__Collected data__
= Beginning of Section =

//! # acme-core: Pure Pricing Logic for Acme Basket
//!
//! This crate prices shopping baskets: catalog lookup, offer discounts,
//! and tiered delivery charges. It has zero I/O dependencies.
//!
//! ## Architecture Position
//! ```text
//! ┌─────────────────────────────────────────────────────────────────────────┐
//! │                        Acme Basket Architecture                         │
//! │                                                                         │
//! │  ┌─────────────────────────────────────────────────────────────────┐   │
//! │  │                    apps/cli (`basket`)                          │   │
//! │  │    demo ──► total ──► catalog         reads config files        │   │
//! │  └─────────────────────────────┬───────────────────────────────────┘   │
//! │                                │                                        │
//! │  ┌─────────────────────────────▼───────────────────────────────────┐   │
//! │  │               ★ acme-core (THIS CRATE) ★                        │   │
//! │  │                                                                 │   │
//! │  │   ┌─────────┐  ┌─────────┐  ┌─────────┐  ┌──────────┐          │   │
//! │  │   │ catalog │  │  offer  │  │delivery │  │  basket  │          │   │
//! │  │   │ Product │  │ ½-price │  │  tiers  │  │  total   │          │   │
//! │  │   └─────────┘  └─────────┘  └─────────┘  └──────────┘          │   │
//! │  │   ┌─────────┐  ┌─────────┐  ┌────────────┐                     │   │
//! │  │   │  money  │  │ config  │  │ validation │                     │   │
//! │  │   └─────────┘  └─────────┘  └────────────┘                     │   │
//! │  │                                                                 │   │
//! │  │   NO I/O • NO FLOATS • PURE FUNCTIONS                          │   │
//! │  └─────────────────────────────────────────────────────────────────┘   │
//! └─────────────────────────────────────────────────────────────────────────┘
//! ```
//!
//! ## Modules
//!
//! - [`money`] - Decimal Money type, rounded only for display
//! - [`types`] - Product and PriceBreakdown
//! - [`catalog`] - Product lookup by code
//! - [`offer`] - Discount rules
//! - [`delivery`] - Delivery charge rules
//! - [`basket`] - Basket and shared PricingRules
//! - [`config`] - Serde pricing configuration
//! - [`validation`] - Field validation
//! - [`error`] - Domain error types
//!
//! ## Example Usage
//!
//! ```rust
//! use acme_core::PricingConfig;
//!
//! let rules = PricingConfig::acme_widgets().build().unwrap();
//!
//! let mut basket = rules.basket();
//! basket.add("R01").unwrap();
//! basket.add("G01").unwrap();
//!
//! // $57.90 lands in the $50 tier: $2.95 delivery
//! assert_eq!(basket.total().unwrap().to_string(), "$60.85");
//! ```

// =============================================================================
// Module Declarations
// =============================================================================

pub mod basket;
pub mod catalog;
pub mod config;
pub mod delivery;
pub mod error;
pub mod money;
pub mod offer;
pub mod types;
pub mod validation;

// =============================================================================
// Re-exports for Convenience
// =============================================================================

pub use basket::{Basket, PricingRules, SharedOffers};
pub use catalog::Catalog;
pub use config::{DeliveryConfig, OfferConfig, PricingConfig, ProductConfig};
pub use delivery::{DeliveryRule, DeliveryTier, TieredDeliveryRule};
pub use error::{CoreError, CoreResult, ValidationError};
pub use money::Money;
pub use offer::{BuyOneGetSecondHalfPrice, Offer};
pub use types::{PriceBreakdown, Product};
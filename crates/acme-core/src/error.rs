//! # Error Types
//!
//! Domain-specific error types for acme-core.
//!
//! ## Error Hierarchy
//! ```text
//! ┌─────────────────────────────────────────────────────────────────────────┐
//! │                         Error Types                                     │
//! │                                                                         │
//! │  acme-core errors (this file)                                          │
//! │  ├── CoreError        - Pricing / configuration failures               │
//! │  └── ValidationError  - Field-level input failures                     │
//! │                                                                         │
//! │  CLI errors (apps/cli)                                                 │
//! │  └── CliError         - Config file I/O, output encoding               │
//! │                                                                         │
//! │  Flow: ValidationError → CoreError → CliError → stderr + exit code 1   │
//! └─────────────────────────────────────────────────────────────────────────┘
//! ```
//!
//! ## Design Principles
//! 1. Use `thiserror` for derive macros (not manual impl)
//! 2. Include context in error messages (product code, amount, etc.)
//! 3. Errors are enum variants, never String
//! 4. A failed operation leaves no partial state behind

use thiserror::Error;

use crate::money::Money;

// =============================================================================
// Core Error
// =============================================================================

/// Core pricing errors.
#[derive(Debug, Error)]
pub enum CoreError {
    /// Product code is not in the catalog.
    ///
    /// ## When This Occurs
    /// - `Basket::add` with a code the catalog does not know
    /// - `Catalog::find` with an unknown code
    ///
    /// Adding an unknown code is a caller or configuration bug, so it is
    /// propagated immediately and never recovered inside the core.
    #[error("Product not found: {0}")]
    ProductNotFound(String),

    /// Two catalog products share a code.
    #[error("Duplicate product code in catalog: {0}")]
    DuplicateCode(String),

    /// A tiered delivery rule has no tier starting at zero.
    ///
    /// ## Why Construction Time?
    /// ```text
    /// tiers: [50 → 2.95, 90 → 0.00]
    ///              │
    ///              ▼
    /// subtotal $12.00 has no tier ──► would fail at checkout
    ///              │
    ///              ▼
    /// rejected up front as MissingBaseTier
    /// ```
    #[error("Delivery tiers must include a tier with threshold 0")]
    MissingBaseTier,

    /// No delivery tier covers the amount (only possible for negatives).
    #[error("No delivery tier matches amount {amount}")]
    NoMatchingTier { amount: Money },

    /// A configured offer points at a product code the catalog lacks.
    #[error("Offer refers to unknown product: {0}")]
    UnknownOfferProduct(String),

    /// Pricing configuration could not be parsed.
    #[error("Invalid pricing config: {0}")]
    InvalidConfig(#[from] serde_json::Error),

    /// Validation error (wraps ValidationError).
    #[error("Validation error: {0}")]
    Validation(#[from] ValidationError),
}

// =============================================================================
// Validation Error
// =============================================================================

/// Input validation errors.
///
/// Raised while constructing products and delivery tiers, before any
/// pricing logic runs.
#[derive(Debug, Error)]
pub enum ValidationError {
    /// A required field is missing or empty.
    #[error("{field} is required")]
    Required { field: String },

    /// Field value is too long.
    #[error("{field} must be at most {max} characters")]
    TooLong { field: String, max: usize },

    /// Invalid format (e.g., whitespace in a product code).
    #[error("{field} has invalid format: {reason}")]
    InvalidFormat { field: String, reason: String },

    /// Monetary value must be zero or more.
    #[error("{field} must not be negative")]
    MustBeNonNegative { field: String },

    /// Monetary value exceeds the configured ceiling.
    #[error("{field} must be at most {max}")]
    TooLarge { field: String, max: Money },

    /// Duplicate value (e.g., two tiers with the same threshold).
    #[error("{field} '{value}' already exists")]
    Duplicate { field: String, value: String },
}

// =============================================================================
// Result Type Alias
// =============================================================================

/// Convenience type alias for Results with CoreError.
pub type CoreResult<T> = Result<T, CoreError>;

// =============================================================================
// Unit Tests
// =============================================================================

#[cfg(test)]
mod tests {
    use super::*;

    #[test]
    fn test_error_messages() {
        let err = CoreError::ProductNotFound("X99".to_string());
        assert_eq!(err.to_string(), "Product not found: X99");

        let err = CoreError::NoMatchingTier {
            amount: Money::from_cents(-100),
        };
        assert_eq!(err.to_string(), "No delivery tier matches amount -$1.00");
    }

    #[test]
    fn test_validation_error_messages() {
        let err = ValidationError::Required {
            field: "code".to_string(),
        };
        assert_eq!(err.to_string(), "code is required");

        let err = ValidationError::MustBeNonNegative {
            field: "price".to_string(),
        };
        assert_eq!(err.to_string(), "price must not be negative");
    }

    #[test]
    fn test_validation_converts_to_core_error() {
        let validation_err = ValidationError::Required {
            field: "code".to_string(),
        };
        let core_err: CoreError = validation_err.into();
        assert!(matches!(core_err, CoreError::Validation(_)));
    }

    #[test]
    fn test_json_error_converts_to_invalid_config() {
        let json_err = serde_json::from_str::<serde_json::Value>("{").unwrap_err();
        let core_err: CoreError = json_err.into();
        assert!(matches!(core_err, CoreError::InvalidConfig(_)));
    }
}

= End of Section =

Wherever a line of the data holds "configured", copy that line.

    /// A configured offer points at a product code the catalog lacks.
    /// Monetary value exceeds the configured ceiling.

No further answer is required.